Questa storia dimostra che quando tecnologia, creatività e umanità si uniscono, nulla è impossibile. Ci mostra anche che le tecnologie digitali per la produzione di beni fisici sono ormai mature e potrebbero permetterci di reimmaginare totalmente il nostro modo di progettare, produrre, distribuire e consumare le merci fisiche.

Successivamente, Cristian ebbe un’altra intuizione: trasformare le maschere da snorkeling vendute da Decathlon in dispositivi per la respirazione assistita. Grazie alla collaborazione con Decathlon, che fornì i file 3D e donò migliaia di maschere, progettò valvole e snodi stampati in 3D per modificare le maschere. Il file fu rilasciato in open source, permettendo a centinaia di laboratori di contribuire a produrre e distribuire le valvole, salvando altre migliaia di vite.

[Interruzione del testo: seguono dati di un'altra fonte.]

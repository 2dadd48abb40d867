use std::process::Command;

fn timestamp(format: &str) -> String {
	let output = Command::new("date")
		.arg(format)
		.output()
		.expect("Failed to run date");
	String::from_utf8_lossy(&output.stdout).trim().to_string()
}

fn main() {
	println!("cargo:rustc-env=COMPILE_DATE={}", timestamp("+%Y-%m-%d"));
	println!("cargo:rustc-env=COMPILE_TIME={}", timestamp("+%H:%M:%S"));
}
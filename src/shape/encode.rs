//! Text and binary transport encodings for fingerprints.
//!
//! The canonical packed representation: bit `i` is coverage of reference
//! point `i`, lowest index first, packed 8 to a byte starting at each
//! byte's least significant bit. Everything else here is derived from it.

use std::io::{self, Read, Write};

use base64::engine::general_purpose::STANDARD as B64;
use base64::Engine;
use bitvec::vec::BitVec;
use flate2::read::GzDecoder;
use flate2::write::GzEncoder;
use flate2::Compression;

/// Render a fingerprint as a '0'/'1' string, lowest index first.
pub fn bit_string(bits: &BitVec) -> String {
	bits.iter().map(|b| if *b { '1' } else { '0' }).collect()
}

/// Parse a '0'/'1' string, lowest index first.
pub fn parse_bit_string(s: &str) -> io::Result<BitVec> {
	let mut bits = BitVec::with_capacity(s.len());
	for c in s.chars() {
		match c {
			'0' => bits.push(false),
			'1' => bits.push(true),
			_ => {
				return Err(io::Error::new(
					io::ErrorKind::InvalidData,
					format!("invalid fingerprint character '{c}'"),
				))
			}
		}
	}
	Ok(bits)
}

/// Canonical packed bytes, zero-padded to a whole byte.
pub fn packed_bytes(bits: &BitVec) -> Vec<u8> {
	let mut bytes = vec![0u8; bits.len().div_ceil(8)];
	for i in bits.iter_ones() {
		bytes[i / 8] |= 1 << (i % 8);
	}
	bytes
}

/// Rebuild a fingerprint of `num_bits` from its canonical packed bytes.
pub fn from_packed_bytes(bytes: &[u8], num_bits: usize) -> io::Result<BitVec> {
	if bytes.len() < num_bits.div_ceil(8) {
		return Err(io::Error::new(
			io::ErrorKind::InvalidData,
			format!("{} packed bytes cannot hold {num_bits} bits", bytes.len()),
		));
	}
	let mut bits = BitVec::repeat(false, num_bits);
	for i in 0..num_bits {
		if bytes[i / 8] & (1 << (i % 8)) != 0 {
			bits.set(i, true);
		}
	}
	Ok(bits)
}

fn gzip(data: &[u8]) -> io::Result<Vec<u8>> {
	let mut encoder = GzEncoder::new(Vec::new(), Compression::default());
	encoder.write_all(data)?;
	encoder.finish()
}

fn gunzip(data: &[u8]) -> io::Result<Vec<u8>> {
	let mut decoder = GzDecoder::new(data);
	let mut out = Vec::new();
	decoder.read_to_end(&mut out)?;
	Ok(out)
}

fn b64_decode(text: &str) -> io::Result<Vec<u8>> {
	B64.decode(text)
		.map_err(|e| io::Error::new(io::ErrorKind::InvalidData, e))
}

/// base64(gzip(packed bytes)) — the compact binary transport form.
pub fn packed_base64(bits: &BitVec) -> io::Result<String> {
	Ok(B64.encode(gzip(&packed_bytes(bits))?))
}

/// Invert `packed_base64`; `num_bits` restores the exact length.
pub fn from_packed_base64(text: &str, num_bits: usize) -> io::Result<BitVec> {
	from_packed_bytes(&gunzip(&b64_decode(text)?)?, num_bits)
}

/// base64(gzip('0'/'1' string)) — the compressed-ASCII transport form.
pub fn bit_string_base64(bits: &BitVec) -> io::Result<String> {
	Ok(B64.encode(gzip(bit_string(bits).as_bytes())?))
}

/// Invert `bit_string_base64`.
pub fn from_bit_string_base64(text: &str) -> io::Result<BitVec> {
	let ascii = gunzip(&b64_decode(text)?)?;
	let s = String::from_utf8(ascii)
		.map_err(|e| io::Error::new(io::ErrorKind::InvalidData, e))?;
	parse_bit_string(&s)
}

#[cfg(test)]
mod tests {
	use super::*;
	use bitvec::bitvec;

	fn sample() -> BitVec {
		let mut bits = bitvec![0; 37];
		for i in [0usize, 3, 8, 9, 20, 36] {
			bits.set(i, true);
		}
		bits
	}

	#[test]
	fn bit_string_is_lowest_index_first() {
		let mut bits = BitVec::repeat(false, 5);
		bits.set(0, true);
		bits.set(3, true);
		assert_eq!(bit_string(&bits), "10010");
		assert_eq!(parse_bit_string("10010").unwrap(), bits);
	}

	#[test]
	fn packed_bytes_round_trip() {
		let bits = sample();
		let bytes = packed_bytes(&bits);
		assert_eq!(bytes.len(), 5);
		assert_eq!(bytes[0], 0b0000_1001); // bits 0 and 3
		assert_eq!(bytes[1], 0b0000_0011); // bits 8 and 9
		assert_eq!(from_packed_bytes(&bytes, bits.len()).unwrap(), bits);
	}

	#[test]
	fn compressed_forms_round_trip() {
		let bits = sample();
		let packed = packed_base64(&bits).unwrap();
		assert_eq!(from_packed_base64(&packed, bits.len()).unwrap(), bits);

		let ascii = bit_string_base64(&bits).unwrap();
		assert_eq!(from_bit_string_base64(&ascii).unwrap(), bits);
	}

	#[test]
	fn bad_input_is_invalid_data() {
		assert!(parse_bit_string("10x1").is_err());
		assert!(from_packed_bytes(&[0u8], 16).is_err());
		assert!(from_packed_base64("!!!", 8).is_err());
	}
}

Cosa abbiamo imparato da questa storia? Che una manifattura digitale, urbana e “on demand” è possibile. Se i prodotti viaggiassero come file digitali e fossero prodotti localmente quando e dove servono, potremmo ridurre sprechi, costi di trasporto e impatto ambientale, promuovendo una produzione più sostenibile ed efficiente.

È tempo di ripensare il nostro approccio alla manifattura, investendo nella diffusione della cultura scientifica e dell’innovazione, e preparandoci per il momento in cui la Quarta rivoluzione industriale diventerà il nuovo paradigma. Sta a noi – imprenditori, manager, professori, studenti, tecnici e giornalisti – accelerare questo processo e costruire un futuro più sostenibile, efficiente e umano.